Мы вновь укомплектовали расчет четвертого орудия и занялись боевой подготовкой людей.
Через пять дней на батарею вернулись все контуженые во главе с комсоргом Геннадием Хмелевым. Коллективный побег из госпиталя — только этого не хватало ко всем нашим бедам!
Хмелев уверял, что никаких неприятностей не будет: бежали все же не в тыл, а на фронт... Кроме того, «матросское радио» принесло весть, что транспорт потоплен.
— Как же было не доставить эту новость товарищам на батарею?! — обиженно закончил комсорг.
Нас, впрочем, уже известили о победе официальной телефонограммой: потопление транспорта подтверждено постами СНИС и разведкой.
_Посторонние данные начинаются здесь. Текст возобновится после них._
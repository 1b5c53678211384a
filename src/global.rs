//! The global lock-system latch.
//!
//! Threads doing localized work (one shard) hold it shared; threads that must
//! see or change the whole lock system hold it exclusively.
//!
//! # Reader slots
//!
//! Internally the latch is split into a number of cache-padded readers-writer
//! locks ("reader slots"). A shared holder locks only the slot its declared
//! shard maps to, so readers working on different shards don't bounce one
//! cache line between cores. An exclusive holder locks every slot in
//! ascending order. Seen from outside it behaves as one readers-writer latch.
//!
//! # Declared shard
//!
//! Every shared acquisition names the shard the thread is going to work on.
//! The latch records it in thread-local state keyed by latch instance, which
//! lets it assert that a thread never holds the latch shared under two
//! identities at once, and lets the lock manager ask what the current thread
//! holds. Violations are programmer errors and trip `debug_assert!`s.
//!
//! # Fairness
//!
//! Each slot is a `parking_lot::RwLock`, which is task-fair: once a writer is
//! queued on a slot, new readers of that slot queue behind it. A pending
//! exclusive acquisition therefore cannot be starved by a stream of shared
//! holders.

use crate::error::Error;
use crate::stats::GlobalStats;
use crossbeam::utils::CachePadded;
use hashbrown::HashMap;
use parking_lot::{RwLock, RwLockReadGuard, RwLockWriteGuard};
use std::cell::RefCell;
use std::marker::PhantomData;
use std::sync::atomic::{AtomicU64, Ordering};

/// Default number of reader slots.
pub const DEFAULT_READER_SLOTS: usize = 64;

static NEXT_LATCH_ID: AtomicU64 = AtomicU64::new(1);

/// Which family of shard mutexes a thread entered under its declaration.
#[derive(Debug, Clone, Copy, PartialEq, Eq)]
pub(crate) enum ShardTier {
    Page,
    Table,
}

/// What a thread holds on one latch.
#[derive(Debug, Clone, Copy, PartialEq, Eq)]
enum Hold {
    /// `entered` is set while the thread also holds the declared shard's mutex.
    Shared {
        shard: usize,
        entered: Option<ShardTier>,
    },
    Exclusive,
}

thread_local! {
    // Latches absent from the map are not in use by this thread.
    static HOLDS: RefCell<HashMap<u64, Hold>> = RefCell::new(HashMap::new());
}

fn current_hold(latch: u64) -> Option<Hold> {
    HOLDS.with(|holds| holds.borrow().get(&latch).copied())
}

fn set_hold(latch: u64, hold: Hold) {
    HOLDS.with(|holds| {
        holds.borrow_mut().insert(latch, hold);
    });
}

fn clear_hold(latch: u64) -> Option<Hold> {
    HOLDS.with(|holds| holds.borrow_mut().remove(&latch))
}

/// Readers-writer latch guarding the lock system as a whole.
pub struct GlobalLatch {
    id: u64,
    slots: Box<[CachePadded<RwLock<()>>]>,
    stats: GlobalStats,
}

impl GlobalLatch {
    /// Create a latch with [`DEFAULT_READER_SLOTS`] reader slots.
    pub fn new() -> Self {
        Self::build(DEFAULT_READER_SLOTS)
    }

    /// Create a latch split into `reader_slots` reader slots. One slot gives a
    /// plain readers-writer lock.
    pub fn with_reader_slots(reader_slots: usize) -> Result<Self, Error> {
        if reader_slots == 0 {
            return Err(Error::InvalidReaderSlots);
        }
        Ok(Self::build(reader_slots))
    }

    fn build(reader_slots: usize) -> Self {
        let slots: Vec<_> = (0..reader_slots)
            .map(|_| CachePadded::new(RwLock::new(())))
            .collect();
        let id = NEXT_LATCH_ID.fetch_add(1, Ordering::Relaxed);
        tracing::debug!(latch = id, reader_slots, "created global lock-system latch");
        Self {
            id,
            slots: slots.into_boxed_slice(),
            stats: GlobalStats::new(),
        }
    }

    /// Number of reader slots the latch is split into.
    pub fn reader_slots(&self) -> usize {
        self.slots.len()
    }

    #[inline]
    fn slot(&self, shard: usize) -> &RwLock<()> {
        &self.slots[shard % self.slots.len()]
    }

    fn assert_not_held(&self) {
        if !cfg!(debug_assertions) {
            return;
        }
        match current_hold(self.id) {
            None => {}
            Some(Hold::Shared { shard: declared, .. }) => panic!(
                "thread already declared shard {} on global latch {}",
                declared, self.id
            ),
            Some(Hold::Exclusive) => panic!(
                "thread already holds global latch {} exclusively",
                self.id
            ),
        }
    }

    /// Acquire the latch in shared mode, declaring `shard` as the one shard
    /// this thread is going to work on.
    ///
    /// Blocks while another thread holds the latch exclusively. The calling
    /// thread must not already hold this latch in any mode.
    pub fn acquire_shared(&self, shard: usize) -> SharedGuard<'_> {
        self.assert_not_held();
        let guard = self.slot(shard).read();
        self.shared_guard(shard, guard)
    }

    /// Like [`acquire_shared`](Self::acquire_shared), but returns `None`
    /// instead of blocking.
    pub fn try_acquire_shared(&self, shard: usize) -> Option<SharedGuard<'_>> {
        self.assert_not_held();
        let guard = self.slot(shard).try_read()?;
        Some(self.shared_guard(shard, guard))
    }

    fn shared_guard<'a>(&'a self, shard: usize, guard: RwLockReadGuard<'a, ()>) -> SharedGuard<'a> {
        self.stats.record_shared();
        set_hold(
            self.id,
            Hold::Shared {
                shard,
                entered: None,
            },
        );
        SharedGuard {
            latch: self,
            shard,
            _guard: guard,
            _not_send: PhantomData,
        }
    }

    /// Release a shared hold. Equivalent to dropping the guard.
    pub fn release_shared(&self, guard: SharedGuard<'_>) {
        debug_assert!(std::ptr::eq(guard.latch, self));
        drop(guard);
    }

    /// Acquire the latch exclusively.
    ///
    /// Blocks until no other thread holds it in any mode, then keeps every new
    /// shared or exclusive acquirer out until the guard is dropped.
    pub fn acquire_exclusive(&self) -> ExclusiveGuard<'_> {
        self.assert_not_held();
        let guards: Vec<_> = self.slots.iter().map(|slot| slot.write()).collect();
        self.exclusive_guard(guards)
    }

    /// Like [`acquire_exclusive`](Self::acquire_exclusive), but returns `None`
    /// instead of blocking. Slots already taken are released again on failure.
    pub fn try_acquire_exclusive(&self) -> Option<ExclusiveGuard<'_>> {
        self.assert_not_held();
        let mut guards = Vec::with_capacity(self.slots.len());
        for slot in self.slots.iter() {
            guards.push(slot.try_write()?);
        }
        Some(self.exclusive_guard(guards))
    }

    fn exclusive_guard<'a>(&'a self, guards: Vec<RwLockWriteGuard<'a, ()>>) -> ExclusiveGuard<'a> {
        self.stats.record_exclusive();
        set_hold(self.id, Hold::Exclusive);
        tracing::trace!(latch = self.id, "global latch acquired exclusively");
        ExclusiveGuard {
            latch: self,
            _guards: guards,
            _not_send: PhantomData,
        }
    }

    /// Release an exclusive hold. Equivalent to dropping the guard.
    pub fn release_exclusive(&self, guard: ExclusiveGuard<'_>) {
        debug_assert!(std::ptr::eq(guard.latch, self));
        drop(guard);
    }

    /// The shard the current thread declared when acquiring this latch in
    /// shared mode, or `None` if it doesn't hold it shared.
    pub fn declared_shard(&self) -> Option<usize> {
        match current_hold(self.id) {
            Some(Hold::Shared { shard, .. }) => Some(shard),
            _ => None,
        }
    }

    /// Record that the current thread locked (`Some`) or is about to unlock
    /// (`None`) the mutex of its declared shard.
    pub(crate) fn mark_entered(&self, entered: Option<ShardTier>) {
        HOLDS.with(|holds| {
            let mut holds = holds.borrow_mut();
            if let Some(Hold::Shared { entered: slot, .. }) = holds.get_mut(&self.id) {
                *slot = entered;
            }
        });
    }

    /// Whether the current thread holds this latch shared for `shard` and
    /// also holds that shard's mutex in the given tier.
    pub(crate) fn owns_shard(&self, tier: ShardTier, shard: usize) -> bool {
        current_hold(self.id)
            == Some(Hold::Shared {
                shard,
                entered: Some(tier),
            })
    }

    /// Whether the current thread holds this latch in shared mode.
    pub fn owns_shared(&self) -> bool {
        self.declared_shard().is_some()
    }

    /// Whether the current thread holds this latch exclusively.
    pub fn owns_exclusive(&self) -> bool {
        current_hold(self.id) == Some(Hold::Exclusive)
    }

    /// Whether any thread holds any reader slot exclusively. Racy; meant for
    /// diagnostics only.
    pub fn is_exclusively_locked(&self) -> bool {
        self.slots.iter().any(|slot| slot.is_locked_exclusive())
    }

    pub(crate) fn shared_acquisitions(&self) -> u64 {
        self.stats.shared()
    }

    pub(crate) fn exclusive_acquisitions(&self) -> u64 {
        self.stats.exclusive()
    }
}

impl Default for GlobalLatch {
    fn default() -> Self {
        Self::new()
    }
}

impl std::fmt::Debug for GlobalLatch {
    fn fmt(&self, f: &mut std::fmt::Formatter<'_>) -> std::fmt::Result {
        f.debug_struct("GlobalLatch")
            .field("id", &self.id)
            .field("reader_slots", &self.slots.len())
            .finish()
    }
}

/// Shared hold on a [`GlobalLatch`] under one declared shard. Releases the
/// latch and clears the declaration when dropped.
#[must_use = "the latch is released as soon as the guard is dropped"]
pub struct SharedGuard<'a> {
    latch: &'a GlobalLatch,
    shard: usize,
    _guard: RwLockReadGuard<'a, ()>,
    // The declaration lives in the acquiring thread's local state.
    _not_send: PhantomData<*const ()>,
}

impl<'a> SharedGuard<'a> {
    /// The shard declared for this hold.
    pub fn shard(&self) -> usize {
        self.shard
    }

    /// The latch this guard holds.
    pub fn latch(&self) -> &'a GlobalLatch {
        self.latch
    }
}

impl Drop for SharedGuard<'_> {
    fn drop(&mut self) {
        let released = clear_hold(self.latch.id);
        debug_assert!(
            matches!(released, Some(Hold::Shared { shard, .. }) if shard == self.shard),
            "shared release of global latch {} does not match the declared shard",
            self.latch.id
        );
    }
}

impl std::fmt::Debug for SharedGuard<'_> {
    fn fmt(&self, f: &mut std::fmt::Formatter<'_>) -> std::fmt::Result {
        f.debug_struct("SharedGuard")
            .field("latch", &self.latch.id)
            .field("shard", &self.shard)
            .finish()
    }
}

/// Exclusive hold on a [`GlobalLatch`]. Releases it when dropped.
///
/// Holding one is proof that no other thread is working on any shard, so
/// whole-structure operations take `&ExclusiveGuard` as an argument.
#[must_use = "the latch is released as soon as the guard is dropped"]
pub struct ExclusiveGuard<'a> {
    latch: &'a GlobalLatch,
    _guards: Vec<RwLockWriteGuard<'a, ()>>,
    _not_send: PhantomData<*const ()>,
}

impl<'a> ExclusiveGuard<'a> {
    /// The latch this guard holds.
    pub fn latch(&self) -> &'a GlobalLatch {
        self.latch
    }
}

impl Drop for ExclusiveGuard<'_> {
    fn drop(&mut self) {
        let released = clear_hold(self.latch.id);
        debug_assert_eq!(released, Some(Hold::Exclusive));
        tracing::trace!(latch = self.latch.id, "global latch released");
    }
}

impl std::fmt::Debug for ExclusiveGuard<'_> {
    fn fmt(&self, f: &mut std::fmt::Formatter<'_>) -> std::fmt::Result {
        f.debug_struct("ExclusiveGuard")
            .field("latch", &self.latch.id)
            .finish()
    }
}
Транспорт засчитывается 140-й батарее.
Услышав это известие, Ковальковский многозначительно посмотрел на меня и с усмешкой спросил:
— Значит, обойдемся без сухарей, товарищ командир?!
«Обойдемся и еще повоюем вместе, милый ты мой друг», — растроганно подумал я.
Только не пришлось нам вместе долго служить и воевать. 13 июля 1943 года, в теплый и тихий солнечный день, погиб наш парторг Николай Трофимович Ковальковский.
Ничто в тот день не предвещало боя. И в небе и на море было чисто: корабли не шли, самолеты не летали. На орудийных двориках, устланных для маскировки зеленым дерном, шла напряженная учеба. После обхода боевых постов парторг заглянул в землянку к своему другу писарю Градину.